Mi viene da paragonare la nostra vita famigliare ad una barca instabile, con una vela rattoppata ed un secchio per vuotare l’acqua che entra a fiotti dalle falle dello scafo. Ci passiamo il secchio l’un l’altro e vuotiamo fuori il mare. Nell’acqua ci sono degli oggetti di vitale importanza che galleggiano verso di noi, come se fossero su quei nastri da trasporto che si usano in certi giochi televisivi. Dobbiamo cercare di arraffare dalle onde quello che possiamo e non disperarci troppo quando delle opportunità d’oro si perdono e scompaiono nella nostra scia. A volte, insonne nel cuore della notte, vorrei gettare via il secchio, lasciar passare tutte le cose essenziali e far affondare la barca già nell’acqua scura; ma poi guardo il viso dei bambini, quando ridono e quando ti fanno piangere e devo tener duro. Continuo a vuotare l’acqua, a raccogliere, a vogare pagaiare e ad avanzare, in un modo o nell’altro, nell’acqua torbida.
Di tanto in tanto esce il sole, le onde lambiscono dolcemente i fianchi dello scafo, qualcuno trova la falla e la ripara, gli altri vanno a farsi una nuotata, tu ammaini la vela stanca e smetti di preoccuparti per i relitti che ti sono passati accanto. Te ne stai nel mezzo del nulla e l’unica cosa che può fare è sedere e fissare il vuoto.
Quel sabato sera d’aprile, una serata stranamente tiepida, era proprio quello che ero seriamente intenzionato a fare. Mia moglie, i miei figli, mia madre, se ne erano andati tutti per una giornata intera. Mentre me ne stavo seduto lì ingannando il tempo passando dai giornali del week-end ai canali televisivi, cominciai a sentirmi sempre più inquieto, irritato con me stesso perché mi sentivo inquieto, e arrabbiato con me stesso perché stavo sprecando delle preziose ore di vuoto. Non volevo vedere nessuno. Intrattenere una conversazione mi pareva uno sforzo eccessivo.
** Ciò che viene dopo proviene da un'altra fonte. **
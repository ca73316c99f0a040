use serde::{Deserialize, Serialize};

#[derive(Debug, Clone, Copy, PartialEq, Eq, Serialize, Deserialize)]
#[serde(rename_all = "lowercase")]
pub enum FileCategory {
    Video,
    Audio,
    Image,
    Document,
    File,
}

impl FileCategory {
    pub fn from_mime(mime: &str) -> Self {
        if mime.starts_with("video/") {
            FileCategory::Video
        } else if mime.starts_with("audio/") {
            FileCategory::Audio
        } else if mime.starts_with("image/") {
            FileCategory::Image
        } else if mime == "application/pdf" {
            FileCategory::Document
        } else {
            FileCategory::File
        }
    }

    pub fn as_str(&self) -> &'static str {
        match self {
            FileCategory::Video => "video",
            FileCategory::Audio => "audio",
            FileCategory::Image => "image",
            FileCategory::Document => "document",
            FileCategory::File => "file",
        }
    }
}

#[derive(Debug, Clone, Serialize, Deserialize)]
pub struct Entry {
    pub name: String,
    pub is_dir: bool,
    pub size: Option<u64>,
    pub size_human: Option<String>,
    pub mime: Option<String>,
    pub category: Option<FileCategory>,
}

impl Entry {
    pub fn directory(name: String) -> Self {
        Self {
            name,
            is_dir: true,
            size: None,
            size_human: None,
            mime: None,
            category: None,
        }
    }
}

#[derive(Debug, Clone, PartialEq, Eq, Serialize, Deserialize)]
pub struct Breadcrumb {
    pub name: String,
    pub path: String,
}

#[derive(Debug, Clone, PartialEq, Serialize, Deserialize)]
pub struct StorageUsage {
    pub total: String,
    pub used: String,
    pub free: String,
    pub percent: f64,
}

#[derive(Debug, Clone, Serialize, Deserialize)]
pub struct ListingResponse {
    pub path: String,
    pub entries: Vec<Entry>,
    pub breadcrumbs: Vec<Breadcrumb>,
    pub storage: Option<StorageUsage>,
}
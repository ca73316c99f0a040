use serde::{Deserialize, Serialize};

#[derive(Debug, Clone, Serialize, Deserialize)]
pub struct UploadResponse {
    pub success: bool,
    pub filename: String,
    pub size: u64,
    pub size_human: String,
}

#[derive(Debug, Clone, Deserialize)]
pub struct MkdirRequest {
    pub name: Option<String>,
}

#[derive(Debug, Clone, Serialize, Deserialize)]
pub struct MkdirResponse {
    pub success: bool,
    pub name: String,
}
Non avevo voglia di stare a casa a vedere la tele. Pensai di ascoltare un po’ di musica, ma mi pareva che niente fosse adatto al mio stato d’animo. O forse era il mio stato d’animo che non era adatto per niente? Cercai un film dentro al quale rifugiarmi per un paio d’ore. Il film che volevo vedere lo davano nel West End, ma solo all’idea di trascinare le mie ossa per il lungo tunnel della stazione della metropolitana mi sentii improvvisamente stanco. Una voce insistente dal fondo della mia mente mi diceva: “Che noioso sei, dovresti uscire e andare in qualche locale, o cercare una festa o telefonare a un amico per andare al pub”. Peggio ancora, un amico mi aveva invitato alla sua festa di compleanno in un bar a Soho, ma non me la sentivo proprio. Mi pareva che sarebbe stata una serata da cinema.
Dopo aver preso questa decisione, la cosa da fare subito dopo era procurami qualcosa da mangiare. Scartabellai tra i vari menù dei take-away fino a trovare il ristorante che stavo cercando. Ordinai un biryani che dovevo andarmi a prendere io. Ho trascorso dei periodi della mia infanzia nell’India occidentale che mi hanno lasciato una predilezione a vita per il curry piccante e le spezie intense. Purtroppo il novanta per cento dei ristoranti e take-away indiani a Londra servono del cibo pessimo. Sono gestiti tutti da bengalesi del Bangladesh che hanno colonizzato il business della ristorazione negli anni cinquanta come i Tamils hanno colonizzato quello dei chioschi delle stazioni di servizio e i Gujaratis quello dei negozietti. In questi ristoranti è tutto a base di un’unica salsa al curry che è uno schifoso miscuglio color cacca di coloranti, spezie stantie e cipolle stracotte. La carne, che spacciano per agnello, pollo o pesce, viene bollita fino a farle sputare fuori tutta l’anima, viene cotta in pentole separate e poi aggiunta a questa salsa insipida e torbida. Se uno vuole un curry piccante, ci aggiungono semplicemente una polverina rossa e dei peperoncini chilly verdi e lo chiamano vindaloo, per il korma fanno una copertura di crema, pomodori e una manciata di coriandolo moscio per fare il roghan josh , noce di cocco o ananas per quello che loro chiamano Kashmiri o Himalayan. Mia nonna, una Goan, si gira ancora nella tomba per colpa di un disgustoso vindaloo che ha mangiato una volta in un ristorante di Kensington. “E la cosa peggiore” starà dicendo con la sua imperiosa intonazione indiana, “è che quello stupido cameriere ha avuto il coraggio di chiamarlo vindullu” protendendo in fuori le labbra a sottolineare l’accento scorretto sulla prima sillaba. Ripete le parole che l’hanno offesa, “pollo vindullu, chi ha mai sentito parlare di un piatto simile? Il vindaaloo si fa solo con il maiale e dovrebbe essere piccante e agro al modo in cui lo faceva la mia cuoca, Mary, che macinava il masala in un tegame di terracotta e faceva cucinare il maiale fino a che la carne non era quasi sciolta”.
Una volta feci un servizio per una di quelle riviste patinate sui ristoranti indiani nella capitale e scoprii che l’unico cibo indiano decente si trova a Southall, o in un paio di ristoranti rimasti nei pressi di Brick Lane dove vanno a mangiare le persone del luogo, nei locali vegetariani thali economici come quello che c’è a Drummond Street o nei due o tre ristoranti alla moda mostruosamente cari che si trovano in centro. A parte questi, facendo un’attenta ricerca si può trovare un locale occasionale che serve autentici curry ad una folla indigena.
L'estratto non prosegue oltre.